__DATASET ENTRIES__.
// ==========================================
// 司法资产看板 - 单位转换器
// ==========================================
// 职责: 宽松类型 → 标准数值单位
// - 数值: 非有限/不可解析 → 0
// - 比例: >1 视为百分数 (÷100), <0 → 0
// - 货币文本: "R$ 1.234,56" → 1234.56
// 红线: 全函数,不返回错误
// ==========================================

use serde_json::Value;

/// 严格数值解析（不可解析或非有限 → None）
///
/// - null → 0
/// - bool → 1 / 0
/// - 字符串去首尾空白,空串 → 0
pub fn to_number(value: &Value) -> Option<f64> {
    let n = match value {
        Value::Null => 0.0,
        Value::Bool(b) => {
            if *b {
                1.0
            } else {
                0.0
            }
        }
        Value::Number(n) => n.as_f64()?,
        Value::String(s) => {
            let trimmed = s.trim();
            if trimmed.is_empty() {
                0.0
            } else {
                trimmed.parse::<f64>().ok()?
            }
        }
        _ => return None,
    };
    if n.is_finite() {
        Some(n)
    } else {
        None
    }
}

/// 数值转换,失败为 0
pub fn to_num(value: &Value) -> f64 {
    to_number(value).unwrap_or(0.0)
}

/// 派生数值的有限性兜底（溢出 / NaN → 0）
pub fn finite_or_zero(n: f64) -> f64 {
    if n.is_finite() {
        n
    } else {
        0.0
    }
}

/// 逗号小数写法的严格解析（"1234,5" / "-1.234,56"）
///
/// 必须含小数逗号,整数部分可带 "." 千分位（每组 3 位）;
/// 其他文本（代码、日期、混合文本）→ None
pub fn parse_comma_decimal(text: &str) -> Option<f64> {
    let trimmed = text.trim();
    let unsigned = trimmed
        .strip_prefix('-')
        .or_else(|| trimmed.strip_prefix('+'))
        .unwrap_or(trimmed);
    let (int_part, frac_part) = unsigned.split_once(',')?;

    if frac_part.is_empty() || !frac_part.bytes().all(|b| b.is_ascii_digit()) {
        return None;
    }

    let mut groups = int_part.split('.');
    let head = groups.next()?;
    if head.is_empty() || !head.bytes().all(|b| b.is_ascii_digit()) {
        return None;
    }
    let mut digits = head.to_string();
    for group in groups {
        if group.len() != 3 || !group.bytes().all(|b| b.is_ascii_digit()) {
            return None;
        }
        digits.push_str(group);
    }

    let sign = if trimmed.starts_with('-') { "-" } else { "" };
    format!("{}{}.{}", sign, digits, frac_part)
        .parse::<f64>()
        .ok()
        .filter(|n| n.is_finite())
}

/// 比例归一化（已是数值）
pub fn frac_f64(n: f64) -> f64 {
    if !n.is_finite() {
        return 0.0;
    }
    if n > 1.0 {
        n / 100.0
    } else if n < 0.0 {
        0.0
    } else {
        n
    }
}

/// 比例转换：接受 0-1（优先）并容忍 0-100
pub fn frac(value: &Value) -> f64 {
    frac_f64(to_num(value))
}

/// 原始值是否为"显式给出的有限数值"
///
/// 用于区分"字段缺失"与"字段为 0"
pub fn is_explicit_number(raw: Option<&Value>) -> bool {
    match raw {
        None | Some(Value::Null) => false,
        Some(Value::String(s)) if s.is_empty() => false,
        Some(v) => to_number(v).is_some(),
    }
}

/// 宽松数值解析（货币/本地化文本）
///
/// 规则:
/// - null / 空串 → None
/// - 去除 "R", "$" 与空白
/// - 同时含 "," 与 "." → "." 为千分位, "," 为小数点
/// - 仅含 "," → "," 为小数点
/// - 取最长的合法数值前缀
pub fn to_number_flex(value: &Value) -> Option<f64> {
    match value {
        Value::Null => None,
        Value::Number(n) => n.as_f64().filter(|f| f.is_finite()),
        Value::Bool(_) => None,
        Value::String(s) => {
            if s.is_empty() {
                return None;
            }
            let mut cleaned: String = s
                .trim()
                .chars()
                .filter(|c| *c != 'R' && *c != '$' && !c.is_whitespace())
                .collect();
            if cleaned.contains(',') && cleaned.contains('.') {
                cleaned = cleaned.replace('.', "").replacen(',', ".", 1);
            } else {
                cleaned = cleaned.replacen(',', ".", 1);
            }
            parse_float_prefix(&cleaned).filter(|f| f.is_finite())
        }
        _ => None,
    }
}

/// 百分比统一为 0-100（≤1 视为比例 ×100）
pub fn to_percent_0_100(value: &Value) -> Option<f64> {
    let n = to_number_flex(value)?;
    if n <= 1.0 {
        Some(n * 100.0)
    } else {
        Some(n)
    }
}

/// 解析字符串开头的十进制浮点数前缀（"12.5abc" → 12.5）
fn parse_float_prefix(s: &str) -> Option<f64> {
    let bytes = s.as_bytes();
    let mut end = 0;

    if end < bytes.len() && (bytes[end] == b'+' || bytes[end] == b'-') {
        end += 1;
    }
    let int_start = end;
    while end < bytes.len() && bytes[end].is_ascii_digit() {
        end += 1;
    }
    let mut digits = end - int_start;

    if end < bytes.len() && bytes[end] == b'.' {
        let frac_start = end + 1;
        let mut frac_end = frac_start;
        while frac_end < bytes.len() && bytes[frac_end].is_ascii_digit() {
            frac_end += 1;
        }
        digits += frac_end - frac_start;
        end = frac_end;
    }

    if digits == 0 {
        return None;
    }

    // 指数部分（必须带数字才计入）
    if end < bytes.len() && (bytes[end] == b'e' || bytes[end] == b'E') {
        let mut exp_end = end + 1;
        if exp_end < bytes.len() && (bytes[exp_end] == b'+' || bytes[exp_end] == b'-') {
            exp_end += 1;
        }
        let exp_digits_start = exp_end;
        while exp_end < bytes.len() && bytes[exp_end].is_ascii_digit() {
            exp_end += 1;
        }
        if exp_end > exp_digits_start {
            end = exp_end;
        }
    }

    s[..end].parse::<f64>().ok()
}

__WORK TO COMPLETE__.
When a line in the data contains the string "head", copy that line.

__SOLUTION TO THIS PROBLEM__.
    let head = groups.next()?;
    if head.is_empty() || !head.bytes().all(|b| b.is_ascii_digit()) {
    let mut digits = head.to_string();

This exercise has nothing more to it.